Task input START
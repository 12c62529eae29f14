//! Unified error types for the IFS Cloud MCP Server.

use reqwest::{Method, StatusCode};
use thiserror::Error;

/// Configuration-related errors.
#[derive(Debug, Error)]
pub enum ConfigError {
    #[error("IO error: {0}")]
    Io(#[from] std::io::Error),

    #[error("JSON parse error: {0}")]
    Json(#[from] serde_json::Error),

    #[error("Missing required field: {0}")]
    MissingField(String),

    #[error("Invalid configuration: {0}")]
    Invalid(String),
}

/// Token endpoint errors.
#[derive(Debug, Error)]
pub enum AuthError {
    #[error("HTTP request error: {0}")]
    Request(#[from] reqwest::Error),

    #[error("OAuth2 token request failed ({status}): {body}")]
    TokenRequestFailed { status: StatusCode, body: String },

    #[error("Token parse error: {0}")]
    TokenParse(String),

    #[error("OAuth2 token request timed out after {timeout_ms}ms")]
    Timeout { timeout_ms: u64 },
}

/// API request/response errors.
#[derive(Debug, Error)]
pub enum ApiError {
    #[error("IFS not configured: connection must be established before any request")]
    NotConfigured,

    #[error("IFS connection is already configured")]
    AlreadyConfigured,

    #[error("Authentication error: {0}")]
    Auth(#[from] AuthError),

    #[error("Transport error: {0}")]
    Transport(#[from] reqwest::Error),

    #[error("IFS {method} {endpoint} failed ({status}): {body}")]
    Http {
        method: Method,
        endpoint: String,
        status: StatusCode,
        body: String,
    },

    #[error("IFS request timed out after {timeout_ms}ms")]
    Timeout { timeout_ms: u64 },

    #[error("JSON parse error: {0}")]
    JsonParse(#[from] serde_json::Error),

    #[error("Failed to create HTTP client: {0}")]
    HttpClientInit(String),

    #[error("Invalid header value: {0}")]
    InvalidHeader(String),
}

impl ApiError {
    /// Status code of a failed resource call, if the server answered.
    pub fn status(&self) -> Option<StatusCode> {
        match self {
            ApiError::Http { status, .. } => Some(*status),
            ApiError::Auth(AuthError::TokenRequestFailed { status, .. }) => Some(*status),
            _ => None,
        }
    }

    /// True for the statuses that trigger a single re-authentication.
    pub fn is_auth_rejection(&self) -> bool {
        matches!(
            self,
            ApiError::Http { status, .. }
                if *status == StatusCode::UNAUTHORIZED || *status == StatusCode::FORBIDDEN
        )
    }
}

#[cfg(test)]
mod tests {
    use super::*;

    #[test]
    fn test_config_error_missing_field_display() {
        let error = ConfigError::MissingField("base_url".to_string());
        assert_eq!(error.to_string(), "Missing required field: base_url");
    }

    #[test]
    fn test_config_error_io_conversion() {
        let io_err = std::io::Error::new(std::io::ErrorKind::NotFound, "file not found");
        let config_err: ConfigError = io_err.into();
        assert!(config_err.to_string().contains("IO error"));
    }

    #[test]
    fn test_auth_error_token_request_failed_display() {
        let error = AuthError::TokenRequestFailed {
            status: StatusCode::UNAUTHORIZED,
            body: "invalid_client".to_string(),
        };
        let display = error.to_string();
        assert!(display.contains("401"));
        assert!(display.contains("invalid_client"));
    }

    #[test]
    fn test_timeout_display_names_duration() {
        let error = ApiError::Timeout { timeout_ms: 30000 };
        assert_eq!(error.to_string(), "IFS request timed out after 30000ms");
    }

    #[test]
    fn test_http_error_display() {
        let error = ApiError::Http {
            method: Method::PATCH,
            endpoint: "/WorkTaskHandling.svc/JtTaskSet".to_string(),
            status: StatusCode::PRECONDITION_FAILED,
            body: "etag mismatch".to_string(),
        };
        let display = error.to_string();
        assert!(display.starts_with("IFS PATCH /WorkTaskHandling.svc/JtTaskSet failed"));
        assert!(display.contains("412"));
        assert!(display.contains("etag mismatch"));
    }

    #[test]
    fn test_auth_rejection_detection() {
        let forbidden = ApiError::Http {
            method: Method::GET,
            endpoint: "/x".to_string(),
            status: StatusCode::FORBIDDEN,
            body: String::new(),
        };
        let server_error = ApiError::Http {
            method: Method::GET,
            endpoint: "/x".to_string(),
            status: StatusCode::INTERNAL_SERVER_ERROR,
            body: String::new(),
        };
        assert!(forbidden.is_auth_rejection());
        assert!(!server_error.is_auth_rejection());
        assert!(!ApiError::Timeout { timeout_ms: 1 }.is_auth_rejection());
        assert_eq!(server_error.status(), Some(StatusCode::INTERNAL_SERVER_ERROR));
    }

    #[test]
    fn test_api_error_from_auth_error() {
        let auth_error = AuthError::TokenParse("missing access_token".to_string());
        let api_error: ApiError = auth_error.into();
        assert!(api_error.to_string().contains("Authentication error"));
    }

    #[test]
    fn test_api_error_debug_format() {
        let error = ApiError::NotConfigured;
        assert!(format!("{:?}", error).contains("NotConfigured"));
    }
}
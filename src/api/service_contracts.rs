//! Service contracts and customers.

use serde::{Deserialize, Serialize};

use crate::api::since_clause;
use crate::client::IfsClient;
use crate::error::ApiError;
use crate::mappings::projections;
use crate::odata::{quote, ODataQuery};

#[derive(Debug, Deserialize)]
#[serde(rename_all = "PascalCase")]
struct ServiceContractRow {
    contract_id: Option<String>,
    contract_name: Option<String>,
    customer_id: Option<String>,
    obj_state: Option<String>,
    date_from: Option<String>,
    date_to: Option<String>,
}

#[derive(Debug, Clone, Serialize)]
pub struct ServiceContract {
    pub contract_id: Option<String>,
    pub name: Option<String>,
    pub customer_id: Option<String>,
    pub status: Option<String>,
    pub start_date: Option<String>,
    pub end_date: Option<String>,
}

#[derive(Debug, Deserialize)]
#[serde(rename_all = "PascalCase")]
struct CustomerRow {
    customer_id: Option<String>,
    name: Option<String>,
    association_no: Option<String>,
    country: Option<String>,
}

#[derive(Debug, Clone, Serialize)]
pub struct Customer {
    pub id: Option<String>,
    pub name: Option<String>,
    pub association_no: Option<String>,
    pub country: Option<String>,
}

/// Service contracts API client.
#[derive(Clone)]
pub struct ServiceContractsClient {
    client: IfsClient,
}

impl ServiceContractsClient {
    pub fn new(client: IfsClient) -> Self {
        Self { client }
    }

    /// List service contracts; status is the lower-cased IFS state.
    pub async fn list_service_contracts(
        &self,
        customer_id: Option<&str>,
        since: Option<&str>,
        limit: u32,
    ) -> Result<Vec<ServiceContract>, ApiError> {
        let query = ODataQuery::new()
            .top(limit)
            .filter_opt(customer_id.map(|c| format!("CustomerId eq {}", quote(c))))
            .filter_opt(since_clause(since));

        let rows = self
            .client
            .fetch_collection::<ServiceContractRow>(projections::SERVICE_CONTRACTS, &query)
            .await?;

        Ok(rows
            .value
            .into_iter()
            .map(|r| ServiceContract {
                contract_id: r.contract_id,
                name: r.contract_name,
                customer_id: r.customer_id,
                status: r.obj_state.map(|s| s.to_lowercase()),
                start_date: r.date_from,
                end_date: r.date_to,
            })
            .collect())
    }

    pub async fn list_customers(&self, since: Option<&str>, limit: u32) -> Result<Vec<Customer>, ApiError> {
        let query = ODataQuery::new().top(limit).filter_opt(since_clause(since));
        let rows = self
            .client
            .fetch_collection::<CustomerRow>(projections::CUSTOMERS, &query)
            .await?;

        Ok(rows
            .value
            .into_iter()
            .map(|r| Customer {
                id: r.customer_id,
                name: r.name,
                association_no: r.association_no,
                country: r.country,
            })
            .collect())
    }
}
Task input END
* **Task to carry out**
Lines holding the string "async": find them in the listing above and copy each one.

* **Problem solution**
    pub async fn list_service_contracts(
    pub async fn list_customers(&self, since: Option<&str>, limit: u32) -> Result<Vec<Customer>, ApiError> {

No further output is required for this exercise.